Hope this helps, and feel free to ask more if you like!


----------



## sumantaghosh (Apr 17, 2012)

I did just that, But while submitting the lady at VFS asked me to open everything and reorder them to their own order. Made no sense to me. Let's see. Congrats.


----------



## kimmington (Jan 30, 2011)

sumantaghosh said:


> I did just that, But while submitting the lady at VFS asked me to open everything and reorder them to their own order. Made no sense to me. Let's see. Congrats.


Thank you! 

Yeah, I didn't see any specific mention of what order you should arrange it in but I suspected they might have a preferred order, otherwise I thought it would be kind of annoying to look at if everyone submitted it differently. So I just organized it based on the partner migration booklet (which lists: Financial Aspects, Nature of Household, Social Context, Nature of Commitment) just in case, and they didn't say anything. If you submitted it that way though and they still asked you, then I can only guess it depends on the case officer/processing centre


----------



## bee_knock_knock (Apr 21, 2012)

*health check?*

congrats *kimmington*! I am preparing my documents for a partner visa myself and I am quite worried because there are so many things that I am unsure about, from little things such as filling the forms.

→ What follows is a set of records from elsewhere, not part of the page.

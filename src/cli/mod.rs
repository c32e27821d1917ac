//! Command-line interface definition and dispatch for browser-agent.
//!
//! Uses [`clap`] derive macros. Startup checks run in a fixed order: the API
//! key is verified before any configuration is read or any prompt is shown.

use std::sync::Arc;

use anyhow::Result;
use clap::Parser;
use colored::Colorize;
use tracing::debug;

use crate::agent::{self, Agent, Exit, SessionOptions, StartMode};
use crate::chat::{Mode, RetryPolicy};
use crate::config::{self, Config};
use crate::constants::API_KEY_ENV;
use crate::provider::{self, Provider};

/// Top-level CLI structure for browser-agent.
#[derive(Parser, Debug)]
#[command(
    name = "browser-agent",
    version,
    about = "Chat with an LLM from the terminal, with a browser automation debug console"
)]
pub struct Cli {
    /// Start an interactive chat session
    #[arg(short, long)]
    pub interactive: bool,

    /// Run a single command or prompt, then exit
    #[arg(short, long, value_name = "TEXT")]
    pub command: Option<String>,

    /// Model to use (overrides config; accepts deepseek/<model>)
    #[arg(short, long)]
    pub model: Option<String>,

    /// Start in browser debug mode
    #[arg(short, long)]
    pub debug: bool,

    /// Enable debug logging on stderr
    #[arg(short, long)]
    pub verbose: bool,
}

impl Cli {
    pub fn start_mode(&self) -> StartMode {
        StartMode::from_flags(self.interactive, self.command.clone())
    }

    fn session_mode(&self) -> Mode {
        if self.debug {
            Mode::Debug
        } else {
            Mode::Normal
        }
    }
}

/// Parses command-line arguments into a [`Cli`] struct.
///
/// Delegates to [`clap::Parser::parse`], which exits the process on invalid input.
pub fn parse() -> Cli {
    Cli::parse()
}

/// Runs the CLI against the process environment.
pub async fn run(cli: Cli) -> Result<Exit> {
    run_with_env(cli, |name| std::env::var(name).ok()).await
}

/// Runs the CLI with `lookup` standing in for environment variable access.
pub async fn run_with_env(cli: Cli, lookup: impl Fn(&str) -> Option<String>) -> Result<Exit> {
    let api_key = match config::resolve_api_key(&lookup) {
        Ok(key) => key,
        Err(err) => {
            eprintln!("{} {}", "error:".red().bold(), err);
            eprintln!(
                "{}",
                format!("hint: export {}='your-api-key'", API_KEY_ENV).dimmed()
            );
            return Ok(Exit::Failure);
        }
    };

    let start_mode = cli.start_mode();
    if start_mode == StartMode::Unspecified {
        return Ok(agent::usage_failure());
    }

    let config = Config::load()?;
    let settings = provider::resolve_model(cli.model.as_deref(), &config)?;
    debug!(model = %settings.model, "resolved generation settings");

    let generator = Provider::new(&api_key, config.base_url.as_deref(), settings)?;
    let options = SessionOptions {
        retry: RetryPolicy::from_config(&config),
        recording_path: config.recording_path()?,
        mode: cli.session_mode(),
    };

    Agent::new(Arc::new(generator), options).start(start_mode).await
}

I'm just wondering, *did you do a health check prior to handing in your application and send it in with the rest of your documents?*. When my partner applied for his GSM, he just included a proof that he had booked for a health check appointment and only did the test when his case officer asked him to do so. He thinks that I should do that as well just in case the health check results expires before my application is picked up by a CO and then I'll have to do it again. My concern is that if I hand in everything and only have my health check component missing, my application may be placed in the queue with other incomplete applications (as someone mentioned on this forum) which will take much longer, as opposed to the possibility of being processed straight away by a CO in your case (provided the application is complete and all proofs deemed legitimate).

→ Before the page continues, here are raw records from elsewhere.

//! Environment variable substitution, API key lookup and setting defaults.

use anyhow::Result;
use std::path::PathBuf;
use std::time::Duration;

use super::types::Config;
use crate::constants::{
    API_KEY_ENV, DEFAULT_MAX_RETRIES, DEFAULT_RETRY_BACKOFF_MS, DEFAULT_TEMPERATURE, MAX_TOKENS,
    RECORDING_FILENAME,
};
use crate::error::ConfigError;

/// Reads the provider API key through `lookup` (normally `std::env::var`).
///
/// An empty value counts as missing.
pub fn resolve_api_key(lookup: impl Fn(&str) -> Option<String>) -> Result<String, ConfigError> {
    match lookup(API_KEY_ENV) {
        Some(key) if !key.trim().is_empty() => Ok(key),
        _ => Err(ConfigError::MissingEnvVar { name: API_KEY_ENV }),
    }
}

impl Config {
    /// Resolve {env:VAR_NAME} patterns in string fields.
    pub(super) fn resolve_substitutions(&mut self, lookup: impl Fn(&str) -> Option<String>) {
        if let Some(ref mut model) = self.model {
            *model = Self::resolve_str(model, &lookup);
        }
        if let Some(ref mut url) = self.base_url {
            *url = Self::resolve_str(url, &lookup);
        }
        if let Some(ref mut path) = self.browser.recording_path {
            *path = Self::resolve_str(path, &lookup);
        }
    }

    /// Replace {env:VAR} with the variable's value, or nothing when unset.
    fn resolve_str(s: &str, lookup: &impl Fn(&str) -> Option<String>) -> String {
        let mut result = String::with_capacity(s.len());
        let mut rest = s;
        while let Some(start) = rest.find("{env:") {
            let Some(end) = rest[start..].find('}') else {
                break;
            };
            let var_name = &rest[start + 5..start + end];
            result.push_str(&rest[..start]);
            result.push_str(&lookup(var_name).unwrap_or_default());
            rest = &rest[start + end + 1..];
        }
        result.push_str(rest);
        result
    }

    /// Get the configured model name, or `None` when unset or blank.
    pub fn model_name(&self) -> Option<&str> {
        self.model.as_deref().filter(|m| !m.trim().is_empty())
    }

    pub fn temperature(&self) -> f64 {
        self.temperature.unwrap_or(DEFAULT_TEMPERATURE)
    }

    pub fn max_tokens(&self) -> u64 {
        self.max_tokens.unwrap_or(MAX_TOKENS)
    }

    /// Extra attempts for requests that fail before any output.
    pub fn max_retries(&self) -> u32 {
        self.retry.max_retries.unwrap_or(DEFAULT_MAX_RETRIES)
    }

    /// Base delay between request attempts.
    pub fn retry_backoff(&self) -> Duration {
        Duration::from_millis(self.retry.backoff_ms.unwrap_or(DEFAULT_RETRY_BACKOFF_MS))
    }

    /// Path of the click recording file, configured or under the data directory.
    pub fn recording_path(&self) -> Result<PathBuf> {
        match self.browser.recording_path.as_deref() {
            Some(path) if !path.is_empty() => Ok(PathBuf::from(path)),
            _ => Ok(Self::data_dir()?.join(RECORDING_FILENAME)),
        }
    }
}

Any help would be greatly appreciated! Thank you.


----------



## kimmington (Jan 30, 2011)

bee_knock_knock said:


> congrats *kimmington*! I am preparing my documents for a partner visa myself and I am quite worried because there are so many things that I am unsure about, from little things such as filling the forms.
> 
> I'm just wondering, *did you do a health check prior to handing in your application and send it in with the rest of your documents?*. When my partner applied for his GSM, he just included a proof that he had booked for a health check appointment and only did the test when his case officer asked him to do so. He thinks that I should do that as well just in case the health check results expires before my application is picked up by a CO and then I'll have to do it again. My concern is that if I hand in everything and only have my health check component missing, my application may be placed in the queue with other incomplete applications (as someone mentioned on this forum) which will take much longer, as opposed to the possibility of being processed straight away by a CO in your case (provided the application is complete and all proofs deemed legitimate).
> 
> Any help would be greatly appreciated! Thank you.


Thank you!!

Yes, I did mine before I applied  I was worried about the same thing too, and I think doing it ahead of time definitely sped things up as they didn't have to put anything on hold while they waited for my medical results. I did my health check in December 2011, which was a bit (well... really) early, but I wasn't sure how long it would take to get the results and I wanted to be absolutely certain I had it on time. It only ended up taking a few days to get it though.

But yes, the guy who took my application at immigration also warned me that I might be asked to re-do the check if it took a long time to process my application as the results would expire, so I was kind of worried about that, but I think if I had waited for my case officer to request for the health check it would have taken MUCH longer.

I would definitely recommend doing the health checks and everything *BEFORE* you hand it in, just so that they don't have to wait for anything.

If you have any questions about the application forms (I had so many!) try and give immigration a call, and they will help you  I called there soooo many times and asked them everything and more, and they were very helpful.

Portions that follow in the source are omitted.